A split flap clock app for iPadOS 26 and up, built in SwiftUI with Apple's Liquid Glass design language, the same language this site borrows. A custom animation engine drives the flaps through a flip-target queue.

On the App Store

Live on the App Store for iPhone and iPad.

Headline block of the Retrotick marketing site: a split flap clock, rebuilt for iOS, with Apple's Liquid Glass design, on iPhone and iPad

What it is

Retrotick is the mechanical flip of a classic station clock, rebuilt for iPhone and iPad. Every digit is a split flap tile driven by a custom animation engine with a flip-target queue, so flaps land exactly on their target instead of drifting when updates stack up.
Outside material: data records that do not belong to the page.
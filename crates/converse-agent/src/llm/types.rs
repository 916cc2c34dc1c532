//! Core types for provider interaction.
//!
//! These types are provider-agnostic; [`super::client`] translates them into
//! the OpenAI-compatible and Anthropic wire formats.

use std::fmt;
use std::str::FromStr;

use serde::{Deserialize, Serialize};

use crate::error::AgentError;

// ---------------------------------------------------------------------------
// Messages
// ---------------------------------------------------------------------------

/// The role of a participant in a conversation.
#[derive(Debug, Clone, Copy, PartialEq, Eq, Serialize, Deserialize)]
#[serde(rename_all = "lowercase")]
pub enum Role {
    /// Instructions that shape model behavior.
    System,
    /// Input from the human user.
    User,
    /// Output from the model.
    Assistant,
}

impl Role {
    pub fn as_str(&self) -> &'static str {
        match self {
            Self::System => "system",
            Self::User => "user",
            Self::Assistant => "assistant",
        }
    }
}

/// A single message in a prompt.
#[derive(Debug, Clone, PartialEq, Eq, Serialize, Deserialize)]
pub struct Message {
    pub role: Role,
    #[serde(default)]
    pub content: String,
}

impl Message {
    pub fn system(content: impl Into<String>) -> Self {
        Self {
            role: Role::System,
            content: content.into(),
        }
    }

    pub fn user(content: impl Into<String>) -> Self {
        Self {
            role: Role::User,
            content: content.into(),
        }
    }

    pub fn assistant(content: impl Into<String>) -> Self {
        Self {
            role: Role::Assistant,
            content: content.into(),
        }
    }
}

// ---------------------------------------------------------------------------
// Requests
// ---------------------------------------------------------------------------

/// A single call to one provider.
#[derive(Debug, Clone, Serialize, Deserialize)]
pub struct ChatRequest {
    /// Model identifier as the provider knows it.
    pub model: String,

    /// Conversation history, system message first when present.
    pub messages: Vec<Message>,

    #[serde(default, skip_serializing_if = "Option::is_none")]
    pub temperature: Option<f32>,

    #[serde(default, skip_serializing_if = "Option::is_none")]
    pub max_tokens: Option<u32>,
}

impl ChatRequest {
    pub fn new(model: impl Into<String>, messages: Vec<Message>) -> Self {
        Self {
            model: model.into(),
            messages,
            temperature: None,
            max_tokens: None,
        }
    }

    /// Total characters across all messages, used for usage estimates.
    pub fn prompt_chars(&self) -> usize {
        self.messages.iter().map(|m| m.content.chars().count()).sum()
    }
}

// ---------------------------------------------------------------------------
// Provider targets
// ---------------------------------------------------------------------------

/// A `provider/model` pair.
#[derive(Debug, Clone, PartialEq, Eq, Hash, Serialize, Deserialize)]
pub struct ProviderTarget {
    pub provider: String,
    pub model: String,
}

impl ProviderTarget {
    pub fn new(provider: impl Into<String>, model: impl Into<String>) -> Self {
        Self {
            provider: provider.into(),
            model: model.into(),
        }
    }
}

impl fmt::Display for ProviderTarget {
    fn fmt(&self, f: &mut fmt::Formatter<'_>) -> fmt::Result {
        write!(f, "{}/{}", self.provider, self.model)
    }
}

impl FromStr for ProviderTarget {
    type Err = AgentError;

    /// Parses `provider/model`. The model part may itself contain slashes
    /// (`openrouter/meta-llama/llama-3.1-8b`).
    fn from_str(s: &str) -> std::result::Result<Self, Self::Err> {
        match s.split_once('/') {
            Some((provider, model)) if !provider.is_empty() && !model.is_empty() => {
                Ok(Self::new(provider, model))
            }
            _ => Err(AgentError::InvalidRequest {
                reason: format!("expected `provider/model`, got `{s}`"),
            }),
        }
    }
}

// ---------------------------------------------------------------------------
// Usage
// ---------------------------------------------------------------------------

/// Characters per token used when a provider does not report usage.
const CHARS_PER_TOKEN: usize = 4;

/// Token usage for one call.
#[derive(Debug, Clone, Copy, Default, PartialEq, Eq, Serialize, Deserialize)]
pub struct Usage {
    pub input_tokens: u32,
    pub output_tokens: u32,
    /// `true` when the numbers were estimated from text length.
    #[serde(default)]
    pub estimated: bool,
}

impl Usage {
    pub fn estimate(prompt_chars: usize, output_chars: usize) -> Self {
        let tokens = |chars: usize| u32::try_from(chars.div_ceil(CHARS_PER_TOKEN)).unwrap_or(u32::MAX);
        Self {
            input_tokens: tokens(prompt_chars),
            output_tokens: tokens(output_chars),
            estimated: true,
        }
    }

    pub fn total(&self) -> u32 {
        self.input_tokens.saturating_add(self.output_tokens)
    }
}

/// What a finished streaming call reports besides the forwarded text.
#[derive(Debug, Clone, Default, PartialEq, Eq)]
pub struct StreamOutcome {
    /// Provider-reported usage, if the stream carried it.
    pub usage: Option<Usage>,
    /// Provider stop reason (`stop`, `end_turn`, `length`, ...).
    pub stop_reason: Option<String>,
}

// ---------------------------------------------------------------------------
// Tests
// ---------------------------------------------------------------------------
It is built in SwiftUI for iPadOS 26 and up using Apple's Liquid Glass design language. The mini split flap display on this site's homepage is the same mechanic, restated on the web.

Built into the platform

Live Activities

Live Activities with Dynamic Island support keep the clock visible outside the app.

Widgets

Home Screen widgets share state with the app through an App Group.

Themes

12 purchasable themes through StoreKit 2: 10 non-consumable purchases plus a Retrotick Plus subscription.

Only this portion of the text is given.